Abstract
Im europäischen Bankenabwicklungsrecht gilt der Grundsatz des » no creditor worse off « ( NCWO ). Nach diesem Prinzip hat bei der Anwendung von Abwicklungsinstrumenten » kein Gläubiger [ ... ] größere Verluste zu tragen, als er im Fall einer Liquidation [ ... ] im Wege eines regulären Insolvenzverfahrens [ ... ] zu tragen gehabt hätte. « Das NCWO-Prinzip orientiert sich an Obstruktionsverboten des Restrukturierungs- und Insolvenzrechts ( zB » best interest « nach US-Chapter 11 ). Die Forschungsarbeit diskutiert sowohl die Hintergründe als auch die Bedeutung dieses » prudentiellen « Obstruktionsverbots für das europäische Bankenabwicklungsregime aus mehreren Perspektiven.
Schlagworte
Bankenabwicklung, Insolvenz, no creditor worse off, Chapter 11, Obstruktionsverbot
Rechtsnormen
Art 15 Abs 1 lit g SRM-V, Art 34 Abs 1 lit g BRRD
I. Einleitung
Als eine bedeutende Reaktion auf die Finanzkrise 2007 bis 2009 hat der europäische Gesetzgeber einschlägige Bestimmungen zur Sanierung und Abwicklung von Kreditinstituten und Wertpapierfirmen eingeführt. Banken von » öffentlichen Interesse «, dies sind in der Praxis insb systemrelevante Kreditinstitute, sollen in einer Krise demnach nicht mehr, wie in der Vergangenheit häufig der Fall, vom Staat, und damit zulasten des Steuerzahlers, aufgefangen werden müssen ( bail out ). Stattdessen sollen spezielle Regelungen, konkret jene der Bankenabwicklung gelten. Ein solches Rahmenwerk erweitert den prudentiellen Charakter des Finanzmarktaufsichtsrechts, welches sich va durch präventive Instrumente, hohe Flexibilität der Behörden und entsprechende Anreizstrukturen ( zB risikobasierte Ordnungsnormen etwa im Falle von Eigenmittelberechnungen ) kennzeichnet. Solche finanzmarktrechtlichen Sonderregelungen sollen aber nicht nur Belastungen des Fiskus verhindern, sondern auch strukturellen Fehlanreizen bei den Beaufsichtigten ( moral hazard1 wie zB too big to fail ) entgegenwirken. Für diese Zwecke hat der europäische Gesetzgeber im Jahr 2014 die Richtlinie 2014 / 59 / EU ( » BRRD «; geltend für den gesamten EWR )2 und die Verordnung ( EU ) Nr 806 / 2014 ( » SRM-V «; geltend nur für die Eurozone / Bankenunion )3 erlassen. Mit der SRM-V wird ein einheitlicher Abwicklungsmechanismus in der Eurozone und mit dem Single Resolution Board eine supranationaler Abwicklungsausschuss für signifikante Bankengruppen ( SRB; der » Ausschuss « ) eingerichtet.

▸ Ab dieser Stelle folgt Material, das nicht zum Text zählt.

/// Which of the three standard streams an `OpenFile::Stdio` entry refers to.
#[derive(Copy, Clone, PartialEq, Eq, Debug)]
pub(crate) enum StdioKind {
    In,
    Out,
    Err,
}

/// An entry in the open-file table, keyed by file descriptor.
pub(crate) enum OpenFile {
    /// fd 0, 1 or 2. Never removed by `fd_close`.
    Stdio(StdioKind),
    /// Any descriptor addressing the path-addressable node tree: regular
    /// files, directories (including preopens), and `/dev/null`.
    Node {
        /// Absolute normalized guest path this descriptor was opened against.
        path: String,
        /// Current byte offset. Meaningless for directories.
        position: u64,
        /// Whether this descriptor was created during preopen registration.
        is_preopen: bool,
    },
}

impl OpenFile {
    pub(crate) fn path(&self) -> Option<&str> {
        match self {
            Self::Node { path, .. } => Some(path),
            Self::Stdio(_) => None,
        }
    }
}
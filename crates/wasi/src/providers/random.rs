use crate::{ctx::WasiCtx, memory, types::Errno};

/// `random_get`: fills `len` bytes at `buf_ptr` using the context's
/// [`RandomSource`](crate::RandomSource).
pub(crate) fn random_get(ctx: &mut WasiCtx, memory: &mut [u8], buf_ptr: u32, len: u32) -> Result<(), Errno> {
    let mut bytes = vec![0u8; len as usize];
    ctx.random.fill(&mut bytes);
    memory::write_bytes(memory, buf_ptr, &bytes)?;
    Ok(())
}
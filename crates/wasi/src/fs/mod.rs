//! The in-memory sandboxed file system.
//!
//! A tree of directories, regular files, and two character devices
//! (`/dev/null` and stdio) backs every `fd_*`/`path_*` import. There is no
//! notion of host paths here: everything the guest sees is synthesized and
//! held in process memory, as described in the crate's design notes on
//! `path_open` deduplication and stdio close semantics.

mod node;
mod ops;
pub(crate) mod path;
mod table;

use std::collections::HashMap;

use crate::{
    providers::stdio::{Readable, StdioSlots, Writable},
    types::Errno,
};
use node::Node;
use table::{OpenFile, StdioKind};

/// The sandboxed file system and its open-file table.
///
/// One [`MemoryFileSystem`] belongs to exactly one [`crate::WasiCtx`]; it is
/// not `Sync` and must not be shared across concurrently-running guests.
pub struct MemoryFileSystem {
    root: Node,
    open: HashMap<u32, OpenFile>,
    path_to_fd: HashMap<String, u32>,
    next_fd: u32,
    preopens: Vec<String>,
    stdio: StdioSlots,
}

impl MemoryFileSystem {
    /// Creates an empty file system with only `/`, `/dev`, `/dev/null`, and
    /// the inherited stdio streams.
    pub fn new() -> Self {
        Self::with_stdio(StdioSlots::inherit())
    }

    pub(crate) fn with_stdio(stdio: StdioSlots) -> Self {
        let mut root = Node::new_dir();
        node::insert(&mut root, "/dev/null", Node::DevNull)
            .expect("root is always a directory");
        let mut fs = Self {
            root,
            open: HashMap::new(),
            path_to_fd: HashMap::new(),
            next_fd: 3,
            preopens: Vec::new(),
            stdio,
        };
        fs.open.insert(0, OpenFile::Stdio(StdioKind::In));
        fs.open.insert(1, OpenFile::Stdio(StdioKind::Out));
        fs.open.insert(2, OpenFile::Stdio(StdioKind::Err));
        fs
    }

    /// Overrides stdin with a custom [`Readable`].
    pub fn set_stdin(&mut self, reader: Box<dyn Readable>) {
        self.stdio.stdin = crate::providers::stdio::ReadableProxy::new(reader);
    }

    /// Overrides stdout with a custom [`Writable`].
    pub fn set_stdout(&mut self, writer: Box<dyn Writable>) {
        self.stdio.stdout = writer;
    }

    /// Overrides stderr with a custom [`Writable`].
    pub fn set_stderr(&mut self, writer: Box<dyn Writable>) {
        self.stdio.stderr = writer;
    }

    /// Registers `guest_path` as a preopened directory, creating it (and any
    /// missing parents) if it doesn't already exist. Returns the assigned
    /// file descriptor.
    ///
    /// Preopens are assigned consecutive descriptors starting at 3, in
    /// registration order; this must be called before any `path_open` so
    /// numbering matches what callers of `fd_prestat_get` expect.
    pub fn register_preopen(&mut self, guest_path: &str) -> u32 {
        let normalized = path::normalize(guest_path);
        node::ensure_dir_path(&mut self.root, &normalized)
            .expect("preopen path must not shadow a non-directory");
        let fd = self.alloc_fd();
        self.open.insert(
            fd,
            OpenFile::Node {
                path: normalized.clone(),
                position: 0,
                is_preopen: true,
            },
        );
        self.path_to_fd.insert(normalized.clone(), fd);
        self.preopens.push(normalized);
        fd
    }

    /// Creates a regular file at `guest_path` with the given `content`
    /// before the guest ever runs. Intended for test and embedder setup.
    pub fn write_file(&mut self, guest_path: &str, content: impl Into<Vec<u8>>) {
        let normalized = path::normalize(guest_path);
        node::insert(&mut self.root, &normalized, Node::File(content.into()))
            .expect("failed to seed file into memory file system");
    }

    fn alloc_fd(&mut self) -> u32 {
        let fd = self.next_fd;
        self.next_fd += 1;
        fd
    }
}

impl Default for MemoryFileSystem {
    fn default() -> Self {
        Self::new()
    }
}
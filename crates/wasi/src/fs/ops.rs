use super::{node, path, MemoryFileSystem, Node, OpenFile, StdioKind};
use crate::{
    memory::{self, RawIoVec},
    types::{oflags, whence, Errno, FileType},
};

impl MemoryFileSystem {
    fn dir_path(&self, fd: u32) -> Result<&str, Errno> {
        match self.open.get(&fd) {
            Some(OpenFile::Node { path, .. }) => Ok(path.as_str()),
            Some(OpenFile::Stdio(_)) => Err(Errno::Notdir),
            None => Err(Errno::Badf),
        }
    }

    fn node_path(&self, fd: u32) -> Result<(&str, u64), Errno> {
        match self.open.get(&fd) {
            Some(OpenFile::Node { path, position, .. }) => Ok((path.as_str(), *position)),
            Some(OpenFile::Stdio(_)) => Err(Errno::Inval),
            None => Err(Errno::Badf),
        }
    }

    /// `fd_fdstat_get`: writes the descriptor's file type into `stat_ptr`.
    pub(crate) fn fd_fdstat_get(&self, memory: &mut [u8], fd: u32, stat_ptr: u32) -> Result<(), Errno> {
        let filetype = match self.open.get(&fd).ok_or(Errno::Badf)? {
            OpenFile::Stdio(_) => FileType::CharacterDevice,
            OpenFile::Node { path, .. } => {
                node::lookup(&self.root, path).ok_or(Errno::Noent)?.filetype()
            }
        };
        memory::write_fdstat(memory, stat_ptr, filetype, 0)
    }

    /// `fd_filestat_get`: writes type and, for regular files, size.
    pub(crate) fn fd_filestat_get(&self, memory: &mut [u8], fd: u32, stat_ptr: u32) -> Result<(), Errno> {
        let entry = self.open.get(&fd).ok_or(Errno::Badf)?;
        let node = match entry {
            OpenFile::Stdio(_) => {
                memory::write_filestat(memory, stat_ptr, FileType::CharacterDevice)?;
                return Ok(());
            }
            OpenFile::Node { path, .. } => node::lookup(&self.root, path).ok_or(Errno::Noent)?,
        };
        memory::write_filestat(memory, stat_ptr, node.filetype())?;
        if let Some(content) = node.as_file() {
            memory::write_filestat_size(memory, stat_ptr, content.len() as u64)?;
        }
        Ok(())
    }

    /// `fd_prestat_get`: only valid for preopen descriptors.
    pub(crate) fn fd_prestat_get(&self, memory: &mut [u8], fd: u32, prestat_ptr: u32) -> Result<(), Errno> {
        match self.open.get(&fd) {
            Some(OpenFile::Node { path, is_preopen: true, .. }) => {
                memory::write_prestat_dir(memory, prestat_ptr, path.len() as u32)
            }
            _ => Err(Errno::Badf),
        }
    }

    /// `fd_prestat_dir_name`: writes the preopen's path bytes into `buf`.
    pub(crate) fn fd_prestat_dir_name(
        &self,
        memory: &mut [u8],
        fd: u32,
        buf: u32,
        buf_len: u32,
    ) -> Result<(), Errno> {
        match self.open.get(&fd) {
            Some(OpenFile::Node { path, is_preopen: true, .. }) => {
                if path.len() as u32 != buf_len {
                    return Err(Errno::Inval);
                }
                memory::write_string(memory, buf, path)?;
                Ok(())
            }
            _ => Err(Errno::Badf),
        }
    }

    /// `fd_close`: stdio's close hook runs but the slot stays bound (see
    /// [`crate::providers::stdio::Writable::close`]); anything else is
    /// removed from the open-file table.
    pub(crate) fn fd_close(&mut self, fd: u32) -> Result<(), Errno> {
        match self.open.get(&fd) {
            Some(OpenFile::Stdio(StdioKind::In)) => {
                self.stdio.stdin.close();
                Ok(())
            }
            Some(OpenFile::Stdio(StdioKind::Out)) => {
                self.stdio.stdout.close();
                Ok(())
            }
            Some(OpenFile::Stdio(StdioKind::Err)) => {
                self.stdio.stderr.close();
                Ok(())
            }
            Some(OpenFile::Node { path, .. }) => {
                self.path_to_fd.remove(path);
                self.open.remove(&fd);
                Ok(())
            }
            None => Err(Errno::Badf),
        }
    }

    /// `fd_seek`: clamps negative results to 0 and writes the new offset as
    /// a 64-bit value.
    pub(crate) fn fd_seek(
        &mut self,
        memory: &mut [u8],
        fd: u32,
        offset: i64,
        whence: u8,
        new_offset_ptr: u32,
    ) -> Result<(), Errno> {
        if fd < 3 {
            return Err(Errno::Inval);
        }
        let (path, position) = self.node_path(fd)?;
        let path = path.to_string();
        let len = node::lookup(&self.root, &path)
            .and_then(Node::as_file)
            .map(|content| content.len() as i64)
            .ok_or(Errno::Isdir)?;
        let base = match whence {
            whence::SET => 0,
            whence::CUR => position as i64,
            whence::END => len,
            _ => return Err(Errno::Inval),
        };
        let new_position = (base + offset).max(0) as u64;
        if let Some(OpenFile::Node { position, .. }) = self.open.get_mut(&fd) {
            *position = new_position;
        }
        memory::write_u64(memory, new_offset_ptr, new_position)
    }

    /// `fd_tell`: writes the current offset.
    pub(crate) fn fd_tell(&self, memory: &mut [u8], fd: u32, out_ptr: u32) -> Result<(), Errno> {
        let (_, position) = self.node_path(fd)?;
        memory::write_u64(memory, out_ptr, position)
    }

    /// `fd_read`: dispatches on node kind, copying into the guest's iovecs.
    pub(crate) fn fd_read(
        &mut self,
        memory: &mut [u8],
        fd: u32,
        iovecs: &[RawIoVec],
        nread_ptr: u32,
    ) -> Result<(), Errno> {
        let n = match self.open.get(&fd).ok_or(Errno::Badf)? {
            OpenFile::Stdio(StdioKind::In) => {
                let mut views = memory::iov_views_mut(memory, iovecs)?;
                let mut total = 0usize;
                for view in views.iter_mut() {
                    let n = self
                        .stdio
                        .stdin
                        .read(view)
                        .map_err(|_| Errno::Inval)?;
                    total += n;
                    if n < view.len() {
                        break;
                    }
                }
                total
            }
            OpenFile::Stdio(_) => return Err(Errno::Inval),
            OpenFile::Node { path, position, .. } => {
                let path = path.clone();
                let position = *position;
                let node = node::lookup(&self.root, &path).ok_or(Errno::Noent)?;
                match node {
                    Node::Directory(_) => return Err(Errno::Isdir),
                    Node::DevNull => 0,
                    Node::File(content) => {
                        let start = (position as usize).min(content.len());
                        let available = &content[start..];
                        let mut views = memory::iov_views_mut(memory, iovecs)?;
                        let mut total = 0usize;
                        for view in views.iter_mut() {
                            let remaining = &available[total.min(available.len())..];
                            let n = remaining.len().min(view.len());
                            view[..n].copy_from_slice(&remaining[..n]);
                            total += n;
                            if n < view.len() {
                                break;
                            }
                        }
                        if let Some(OpenFile::Node { position, .. }) = self.open.get_mut(&fd) {
                            *position += total as u64;
                        }
                        total
                    }
                }
            }
        };
        memory::write_u32(memory, nread_ptr, n as u32)
    }

    /// `fd_write`: dispatches on node kind, concatenating the guest's iovecs.
    pub(crate) fn fd_write(
        &mut self,
        memory: &mut [u8],
        fd: u32,
        iovecs: &[RawIoVec],
        nwritten_ptr: u32,
    ) -> Result<(), Errno> {
        let views = memory::iov_views(memory, iovecs)?;
        let total_len: usize = views.iter().map(|v| v.len()).sum();
        let n = match self.open.get(&fd).ok_or(Errno::Badf)? {
            OpenFile::Stdio(StdioKind::Out) => {
                let buf: Vec<u8> = views.iter().flat_map(|v| v.iter().copied()).collect();
                self.stdio.stdout.write(&buf).map_err(|_| Errno::Inval)?;
                total_len
            }
            OpenFile::Stdio(StdioKind::Err) => {
                let buf: Vec<u8> = views.iter().flat_map(|v| v.iter().copied()).collect();
                self.stdio.stderr.write(&buf).map_err(|_| Errno::Inval)?;
                total_len
            }
            OpenFile::Stdio(StdioKind::In) => return Err(Errno::Inval),
            OpenFile::Node { path, position, .. } => {
                let path = path.clone();
                let position = *position;
                let node = node::lookup_mut(&mut self.root, &path).ok_or(Errno::Noent)?;
                match node {
                    Node::Directory(_) => return Err(Errno::Isdir),
                    Node::DevNull => total_len,
                    Node::File(content) => {
                        let end = position as usize + total_len;
                        if content.len() < end {
                            content.resize(end, 0);
                        }
                        let mut offset = position as usize;
                        for view in &views {
                            content[offset..offset + view.len()].copy_from_slice(view);
                            offset += view.len();
                        }
                        if let Some(OpenFile::Node { position, .. }) = self.open.get_mut(&fd) {
                            *position += total_len as u64;
                        }
                        total_len
                    }
                }
            }
        };
        memory::write_u32(memory, nwritten_ptr, n as u32)
    }

    /// `fd_readdir`: writes `dirent` records for each child of the
    /// directory, starting after the index encoded by `cookie`.
    pub(crate) fn fd_readdir(
        &self,
        memory: &mut [u8],
        fd: u32,
        buf: u32,
        buf_len: u32,
        cookie: u64,
        bufused_ptr: u32,
    ) -> Result<(), Errno> {
        let path = self.dir_path(fd)?;
        let children = node::lookup(&self.root, path)
            .and_then(Node::as_dir)
            .ok_or(Errno::Notdir)?;
        let mut written = 0u32;
        let mut next_cookie = cookie;
        for (index, (name, child)) in children.iter().enumerate().skip(cookie as usize) {
            next_cookie = index as u64 + 1;
            let name_len = name.len() as u32;
            let entry_len = 24 + name_len;
            if written + entry_len > buf_len {
                break;
            }
            let entry_ptr = buf + written;
            memory::write_u64(memory, entry_ptr, next_cookie)?;
            memory::write_u64(memory, entry_ptr + 8, 0)?; // d_ino, unused
            memory::write_u32(memory, entry_ptr + 16, name_len)?;
            let mem_slice = memory
                .get_mut(entry_ptr as usize + 20..entry_ptr as usize + 24)
                .ok_or(Errno::Inval)?;
            mem_slice.fill(0);
            mem_slice[0] = child.filetype() as u8;
            memory::write_bytes(memory, entry_ptr + 24, name.as_bytes())?;
            written += entry_len;
        }
        memory::write_u32(memory, bufused_ptr, written)
    }

    /// `path_create_directory`: ensures every directory segment exists.
    pub(crate) fn path_create_directory(&mut self, dir_fd: u32, rel_path: &str) -> Result<(), Errno> {
        let base = self.dir_path(dir_fd)?.to_string();
        let target = path::join(&base, rel_path);
        node::ensure_dir_path(&mut self.root, &target).map_err(|_| Errno::Notdir)
    }

    /// `path_filestat_get`: resolves `rel_path` against `dir_fd` and writes
    /// the resolved node's filestat.
    pub(crate) fn path_filestat_get(
        &self,
        memory: &mut [u8],
        dir_fd: u32,
        rel_path: &str,
        stat_ptr: u32,
    ) -> Result<(), Errno> {
        let base = self.dir_path(dir_fd)?;
        let target = path::join(base, rel_path);
        let node = node::lookup(&self.root, &target).ok_or(Errno::Noent)?;
        memory::write_filestat(memory, stat_ptr, node.filetype())?;
        if let Some(content) = node.as_file() {
            memory::write_filestat_size(memory, stat_ptr, content.len() as u64)?;
        }
        Ok(())
    }

    /// `path_unlink_file` / `path_remove_directory`: removes the named
    /// entry from its parent directory. No recursion requirement.
    pub(crate) fn path_remove(&mut self, dir_fd: u32, rel_path: &str) -> Result<(), Errno> {
        let base = self.dir_path(dir_fd)?.to_string();
        let target = path::join(&base, rel_path);
        self.path_to_fd.remove(&target);
        node::remove(&mut self.root, &target)
            .map(|_| ())
            .ok_or(Errno::Noent)
    }

    /// `path_open`: resolves `rel_path` relative to `dir_fd`, applying
    /// `oflags`, and returns the (possibly reused) descriptor via
    /// `opened_fd`.
    ///
    /// Repeated opens of the same absolute path return the same descriptor
    /// instead of allocating a new one. This departs from POSIX, where each
    /// `open` yields an independent descriptor with its own offset, but is
    /// kept here for simplicity.
    pub(crate) fn path_open(
        &mut self,
        dir_fd: u32,
        rel_path: &str,
        oflags: u16,
    ) -> Result<u32, Errno> {
        let base = self.dir_path(dir_fd)?.to_string();
        let target = path::join(&base, rel_path);

        if let Some(&fd) = self.path_to_fd.get(&target) {
            return Ok(fd);
        }

        let exists = node::lookup(&self.root, &target).is_some();
        if exists && oflags & oflags::EXCL != 0 {
            return Err(Errno::Exist);
        }
        if !exists && oflags & oflags::CREAT == 0 {
            return Err(Errno::Noent);
        }
        if !exists {
            node::insert(&mut self.root, &target, Node::File(Vec::new()))
                .map_err(|_| Errno::Notdir)?;
        } else if oflags & oflags::TRUNC != 0 {
            if let Some(content) = node::lookup_mut(&mut self.root, &target).and_then(Node::as_file_mut) {
                content.clear();
            }
        }

        let fd = self.alloc_fd();
        self.open.insert(
            fd,
            OpenFile::Node {
                path: target.clone(),
                position: 0,
                is_preopen: false,
            },
        );
        self.path_to_fd.insert(target, fd);
        Ok(fd)
    }
}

Das europäische Abwicklungsregime arbeitet unter der Prämisse, dass das reguläre Insolvenzrecht, das zwischen den nationalstaatlichen Jurisdiktionen weiterhin stark divergiert, grundsätzlich nicht effektiv in der Lage ist, einen kontrollierten Marktaustritt von Finanzdienstleistern von » öffentlichen Interesse « gewährleisten zu können.4 Zu stark und zu komplex seien die internationalen Verflechtungen im Geldmarkt, Zahlungsverkehr und der Wertpapierabwicklung.5 Zu schwer wägen die Folgen des Ausfalls kritischer Funktionen, zB der Kreditvergabe und dem Einlagengeschäft. Für diese Zwecke seien Abwicklungsinstrumente wie das bail-in-Instrument ( Beteiligung der Eigentümer und bestimmter Gläubiger am Verlust und der Rekapitalisierung des Unternehmens, zB durch Herabschreibung und / oder Umwandlung der Forderungen ) und Transferstrategien ( share oder asset deal, inkl Einrichtung von Brückeninstituten und / oder Abbaugesellschaften [ Good & Bad Banks6 ] ) grundsätzlich besser geeignet. Die Abwicklungsinstrumente orientieren sich sichtlich an bekannten Restrukturierungsinstrumenten, in denen die betroffenen Parteien die Sanierung eines Unternehmens durch Restrukturierungs- oder Insolvenzplan herbeiführen können.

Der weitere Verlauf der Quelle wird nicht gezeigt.